I didn’t think I would be THAT mum, in fact at one point I didn’t think I would be a mum at all. I grew up as one of four in a chaotic family in London, and all I’d ever heard from my mum was how crap having so many kids was (maybe she was joking, maybe she wasn’t haha) but it soaked in and from an early age I had decided I wasn’t going to be a mum, I was going to be a doctor (because the two are obviously mutually exclusive to a child pre-girl power movement) and so waking up twenty years later to find that not only am I a mum, I am a stay at home mum, and not only that, a needy stay at home mum…well it’s a bit of a shock still.
To say having April and Ariel has been the best thing to ever happen to me is an understatement, like most parents my whole world has been transformed by their existence. It is my job and my responsibility to provide every thing they could possibly need to grow up happy and healthy, and meeting those needs fills me with a happiness I’ve never known before.

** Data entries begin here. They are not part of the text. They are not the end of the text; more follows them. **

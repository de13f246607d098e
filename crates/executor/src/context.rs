//! Everything a command may use besides the transaction.
//!
//! The [`Context`] lives for the whole session and is handed to every
//! command of every query. It carries:
//! - the collection root, where record folders live
//! - [`Settings`] for the external programs used to open and delete files
//! - the [`Console`] commands print to
//! - an [`Interaction`] for confirmations and record editing
//! - a [`MetadataSource`] for the importers
//! - the effect ledger for file-system side effects of the current query

use std::cell::RefCell;
use std::collections::VecDeque;
use std::io::{self, Write};
use std::path::{Path, PathBuf};
use std::process;
use std::rc::Rc;

use bibliophant_importers::{Error as ImportError, MetadataSource};
use tracing::{debug, warn};

/// External programs, each a command line the target path is appended to.
#[derive(Debug, Clone, Default, PartialEq, Eq)]
pub struct Settings {
    /// Opens a PDF file, e.g. `xdg-open`
    pub open_pdf: Option<String>,
    /// Opens a folder, e.g. `xdg-open`
    pub open_folder: Option<String>,
    /// Deletes a record folder, e.g. `rm -rf`; unset means delete directly
    pub delete_folder: Option<String>,
}

/// Where command output goes.
#[derive(Debug)]
pub enum Console {
    /// Standard output
    Stdout,
    /// An in-memory buffer
    Buffer(Vec<u8>),
}

impl Console {
    /// Everything written so far, for a buffer console; empty for stdout.
    pub fn contents(&self) -> String {
        match self {
            Console::Stdout => String::new(),
            Console::Buffer(buf) => String::from_utf8_lossy(buf).into_owned(),
        }
    }

    /// Clear a buffer console.
    pub fn clear(&mut self) {
        if let Console::Buffer(buf) = self {
            buf.clear();
        }
    }
}

impl Write for Console {
    fn write(&mut self, buf: &[u8]) -> io::Result<usize> {
        match self {
            Console::Stdout => io::stdout().write(buf),
            Console::Buffer(out) => out.write(buf),
        }
    }

    fn flush(&mut self) -> io::Result<()> {
        match self {
            Console::Stdout => io::stdout().flush(),
            Console::Buffer(_) => Ok(()),
        }
    }
}

/// Questions to the user.
pub trait Interaction {
    /// Ask a yes/no question.
    fn confirm(&mut self, question: &str) -> bool;

    /// Let the user edit the JSON draft of a record; returns the edited text.
    fn edit(&mut self, draft: &str) -> io::Result<String>;
}

/// Non-interactive use: nothing is confirmed, drafts are accepted as they are.
#[derive(Debug, Clone, Copy, Default)]
pub struct Unattended;

impl Interaction for Unattended {
    fn confirm(&mut self, question: &str) -> bool {
        debug!(target: "bibliophant::chain", question, "Declined without asking");
        false
    }

    fn edit(&mut self, draft: &str) -> io::Result<String> {
        Ok(draft.to_string())
    }
}

/// Prepared answers, consumed in order. Once the answers run out questions
/// are declined and drafts accepted unchanged. The questions asked are logged.
#[derive(Debug, Clone, Default)]
pub struct Scripted {
    answers: VecDeque<bool>,
    edits: VecDeque<String>,
    asked: Rc<RefCell<Vec<String>>>,
}

impl Scripted {
    /// Answers for `confirm`.
    pub fn answers(answers: impl IntoIterator<Item = bool>) -> Self {
        Self {
            answers: answers.into_iter().collect(),
            ..Self::default()
        }
    }

    /// Shared log of the questions asked, readable after the interaction
    /// has been handed to a `Context`.
    pub fn asked(&self) -> Rc<RefCell<Vec<String>>> {
        Rc::clone(&self.asked)
    }

    /// Add an edited text to return from the next `edit`.
    pub fn with_edit(mut self, text: impl Into<String>) -> Self {
        self.edits.push_back(text.into());
        self
    }
}

impl Interaction for Scripted {
    fn confirm(&mut self, question: &str) -> bool {
        self.asked.borrow_mut().push(question.to_string());
        self.answers.pop_front().unwrap_or(false)
    }

    fn edit(&mut self, draft: &str) -> io::Result<String> {
        Ok(self.edits.pop_front().unwrap_or_else(|| draft.to_string()))
    }
}

struct NoSource;

impl NoSource {
    fn unavailable() -> ImportError {
        ImportError::Http("no metadata source is configured".into())
    }
}

impl MetadataSource for NoSource {
    fn crossref_unixref(&self, _doi: &str) -> bibliophant_importers::Result<String> {
        Err(Self::unavailable())
    }

    fn arxiv_atom(&self, _id: &str) -> bibliophant_importers::Result<String> {
        Err(Self::unavailable())
    }

    fn arxiv_pdf(&self, _id: &str) -> bibliophant_importers::Result<Vec<u8>> {
        Err(Self::unavailable())
    }
}

// =============================================================================
// Effect ledger
// =============================================================================

/// A file-system side effect outside the transaction.
#[derive(Debug, Clone, PartialEq, Eq)]
pub enum Effect {
    /// Remove a folder and everything in it
    RemoveDir(PathBuf),
    /// Remove a single file
    RemoveFile(PathBuf),
    /// Move a file
    MoveFile {
        /// Current location
        from: PathBuf,
        /// New location
        to: PathBuf,
    },
    /// Run an external program and wait for it
    Run {
        /// Program
        program: String,
        /// Arguments
        args: Vec<String>,
    },
}

impl Effect {
    /// Carry out the effect.
    pub fn apply(&self) -> io::Result<()> {
        match self {
            Effect::RemoveDir(dir) => std::fs::remove_dir_all(dir),
            Effect::RemoveFile(file) => std::fs::remove_file(file),
            Effect::MoveFile { from, to } => move_file(from, to),
            Effect::Run { program, args } => {
                let status = process::Command::new(program).args(args).status()?;
                if status.success() {
                    Ok(())
                } else {
                    Err(io::Error::new(
                        io::ErrorKind::Other,
                        format!("'{}' exited with {}", program, status),
                    ))
                }
            }
        }
    }
}

/// Move a file, falling back to copy-and-remove across file systems.
pub fn move_file(from: &Path, to: &Path) -> io::Result<()> {
    if std::fs::rename(from, to).is_ok() {
        return Ok(());
    }
    std::fs::copy(from, to)?;
    std::fs::remove_file(from)
}

/// Side effects of the current query.
///
/// Compensations undo effects already performed and run, newest first, when
/// the query aborts. Deferred effects are destructive and run, in order,
/// only once the transaction is committed.
#[derive(Debug, Default)]
pub struct EffectLedger {
    compensations: Vec<Effect>,
    deferred: Vec<Effect>,
}

impl EffectLedger {
    /// Pending compensations, oldest first.
    pub fn compensations(&self) -> &[Effect] {
        &self.compensations
    }

    /// Pending deferred effects, in order.
    pub fn deferred(&self) -> &[Effect] {
        &self.deferred
    }

    /// The query committed: run deferred effects, forget compensations.
    pub fn settle_committed(&mut self) {
        self.compensations.clear();
        for effect in self.deferred.drain(..) {
            debug!(target: "bibliophant::chain", ?effect, "Applying deferred effect");
            if let Err(e) = effect.apply() {
                warn!(target: "bibliophant::chain", ?effect, error = %e, "Deferred effect failed");
            }
        }
    }

    /// The query aborted: undo performed effects, drop deferred ones.
    pub fn settle_aborted(&mut self) {
        self.deferred.clear();
        while let Some(effect) = self.compensations.pop() {
            debug!(target: "bibliophant::chain", ?effect, "Compensating");
            if let Err(e) = effect.apply() {
                warn!(target: "bibliophant::chain", ?effect, error = %e, "Compensation failed");
            }
        }
    }
}

// =============================================================================
// Context
// =============================================================================

/// Session-wide state shared by all commands.
pub struct Context {
    root: PathBuf,
    settings: Settings,
    console: Console,
    interaction: Box<dyn Interaction>,
    source: Box<dyn MetadataSource>,
    effects: EffectLedger,
    viewers: Vec<process::Child>,
    exit_requested: bool,
}

impl Context {
    /// A context for the collection at `root` printing to stdout, without
    /// user interaction and without a metadata source.
    pub fn new(root: impl Into<PathBuf>) -> Self {
        Self {
            root: root.into(),
            settings: Settings::default(),
            console: Console::Stdout,
            interaction: Box::new(Unattended),
            source: Box::new(NoSource),
            effects: EffectLedger::default(),
            viewers: Vec::new(),
            exit_requested: false,
        }
    }

    /// Use these settings.
    pub fn with_settings(mut self, settings: Settings) -> Self {
        self.settings = settings;
        self
    }

    /// Print to this console.
    pub fn with_console(mut self, console: Console) -> Self {
        self.console = console;
        self
    }

    /// Ask the user through this interaction.
    pub fn with_interaction(mut self, interaction: impl Interaction + 'static) -> Self {
        self.interaction = Box::new(interaction);
        self
    }

    /// Fetch metadata from this source.
    pub fn with_source(mut self, source: impl MetadataSource + 'static) -> Self {
        self.source = Box::new(source);
        self
    }

    /// The collection root.
    pub fn root(&self) -> &Path {
        &self.root
    }

    /// External program settings.
    pub fn settings(&self) -> &Settings {
        &self.settings
    }

    /// The console commands print to.
    pub fn out(&mut self) -> &mut Console {
        &mut self.console
    }

    /// The console, read-only.
    pub fn console(&self) -> &Console {
        &self.console
    }

    /// Ask a yes/no question.
    pub fn confirm(&mut self, question: &str) -> bool {
        self.interaction.confirm(question)
    }

    /// Let the user edit a record draft.
    pub fn edit(&mut self, draft: &str) -> io::Result<String> {
        self.interaction.edit(draft)
    }

    /// The metadata source.
    pub fn source(&self) -> &dyn MetadataSource {
        self.source.as_ref()
    }

    /// Register an undo action for an effect that was just performed.
    pub fn compensate(&mut self, effect: Effect) {
        self.effects.compensations.push(effect);
    }

    /// Register a destructive effect to perform after commit.
    pub fn defer(&mut self, effect: Effect) {
        self.effects.deferred.push(effect);
    }

    /// The effect ledger of the current query.
    pub fn effects(&self) -> &EffectLedger {
        &self.effects
    }

    pub(crate) fn effects_mut(&mut self) -> &mut EffectLedger {
        &mut self.effects
    }

    /// Start a viewer program without waiting for it. It is reaped once it
    /// has exited, at a later spawn or query.
    pub fn spawn_viewer(&mut self, command: &mut process::Command) -> io::Result<()> {
        self.reap_viewers();
        let child = command.spawn()?;
        self.viewers.push(child);
        Ok(())
    }

    /// Collect the exit status of viewers that have finished.
    pub fn reap_viewers(&mut self) {
        self.viewers.retain_mut(|child| match child.try_wait() {
            Ok(Some(status)) => {
                debug!(target: "bibliophant::chain", pid = child.id(), %status, "Viewer exited");
                false
            }
            Ok(None) => true,
            Err(e) => {
                warn!(target: "bibliophant::chain", pid = child.id(), error = %e, "Cannot poll viewer");
                false
            }
        });
    }

    /// Number of viewers still running.
    pub fn running_viewers(&self) -> usize {
        self.viewers.len()
    }

    /// Ask the session loop to end after the current query.
    pub fn request_exit(&mut self) {
        self.exit_requested = true;
    }

    pub(crate) fn take_exit_request(&mut self) -> bool {
        std::mem::take(&mut self.exit_requested)
    }
}

impl std::fmt::Debug for Context {
    fn fmt(&self, f: &mut std::fmt::Formatter<'_>) -> std::fmt::Result {
        f.debug_struct("Context")
            .field("root", &self.root)
            .field("settings", &self.settings)
            .field("effects", &self.effects)
            .field("viewers", &self.viewers.len())
            .finish_non_exhaustive()
    }
}

#[cfg(test)]
mod tests {
    use super::*;

    #[test]
    fn test_compensations_run_newest_first() {
        let dir = tempfile::tempdir().unwrap();
        let a = dir.path().join("a");
        let b = dir.path().join("b");
        std::fs::write(&a, "pdf").unwrap();

        let mut ctx = Context::new(dir.path());
        // a -> b was performed, then b was copied into a folder
        move_file(&a, &b).unwrap();
        ctx.compensate(Effect::MoveFile {
            from: b.clone(),
            to: a.clone(),
        });
        let folder = dir.path().join("folder");
        std::fs::create_dir(&folder).unwrap();
        ctx.compensate(Effect::RemoveDir(folder.clone()));
        ctx.defer(Effect::RemoveFile(a.clone()));

        ctx.effects_mut().settle_aborted();
        assert!(a.exists());
        assert!(!b.exists());
        assert!(!folder.exists());
        assert!(ctx.effects().deferred().is_empty());
    }

    #[test]
    fn test_deferred_effects_run_after_commit() {
        let dir = tempfile::tempdir().unwrap();
        let folder = dir.path().join("2012GregoryStone");
        std::fs::create_dir(&folder).unwrap();

        let mut ctx = Context::new(dir.path());
        ctx.compensate(Effect::RemoveFile(dir.path().join("never")));
        ctx.defer(Effect::RemoveDir(folder.clone()));
        assert!(folder.exists());

        ctx.effects_mut().settle_committed();
        assert!(!folder.exists());
        assert!(ctx.effects().compensations().is_empty());
    }

    #[test]
    fn test_scripted_interaction() {
        let mut scripted = Scripted::answers([true]).with_edit("{}");
        let asked = scripted.asked();
        assert!(scripted.confirm("first?"));
        assert!(!scripted.confirm("second?"));
        assert_eq!(*asked.borrow(), vec!["first?", "second?"]);
        assert_eq!(scripted.edit("draft").unwrap(), "{}");
        assert_eq!(scripted.edit("draft").unwrap(), "draft");
    }

    #[test]
    fn test_buffer_console() {
        let mut console = Console::Buffer(Vec::new());
        writeln!(console, "hello").unwrap();
        assert_eq!(console.contents(), "hello\n");
        console.clear();
        assert_eq!(console.contents(), "");
    }

    #[cfg(unix)]
    #[test]
    fn test_finished_viewers_are_reaped() {
        let dir = tempfile::tempdir().unwrap();
        let mut ctx = Context::new(dir.path());
        ctx.spawn_viewer(&mut process::Command::new("true")).unwrap();
        assert_eq!(ctx.running_viewers(), 1);

        let deadline = std::time::Instant::now() + std::time::Duration::from_secs(10);
        while ctx.running_viewers() > 0 && std::time::Instant::now() < deadline {
            std::thread::sleep(std::time::Duration::from_millis(20));
            ctx.reap_viewers();
        }
        assert_eq!(ctx.running_viewers(), 0);
    }
}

So when they’re not there, (which is actually incredibly rarely) I feel a bit empty. I miss them terribly. I wonder what they’re doing, what they’re saying, what I’m missing out on. Have they eaten properly? Has the baby been burped? What if she’s in pain and is crying for me? What if a kid is being mean to them? What if they wonder where mummy is and why I have left them?
It’s incredible isn’t it, the kids will drive me up the wall to the point where I am sometimes a tearful mess by the time Grumpy Husband gets home from a 10 hour stint at work, I will long for and fantasise about having a break…even just a couple of hours, just a little bit of time to get myself together, remember who I am without the kids, and then when the time comes (maybe two hours on my birthday to go for dinner kid free, or half an hour to go to the doctors on my own – yep that’s about the extent of it for the last year or so) – when I finally get a break – anxiety sets in.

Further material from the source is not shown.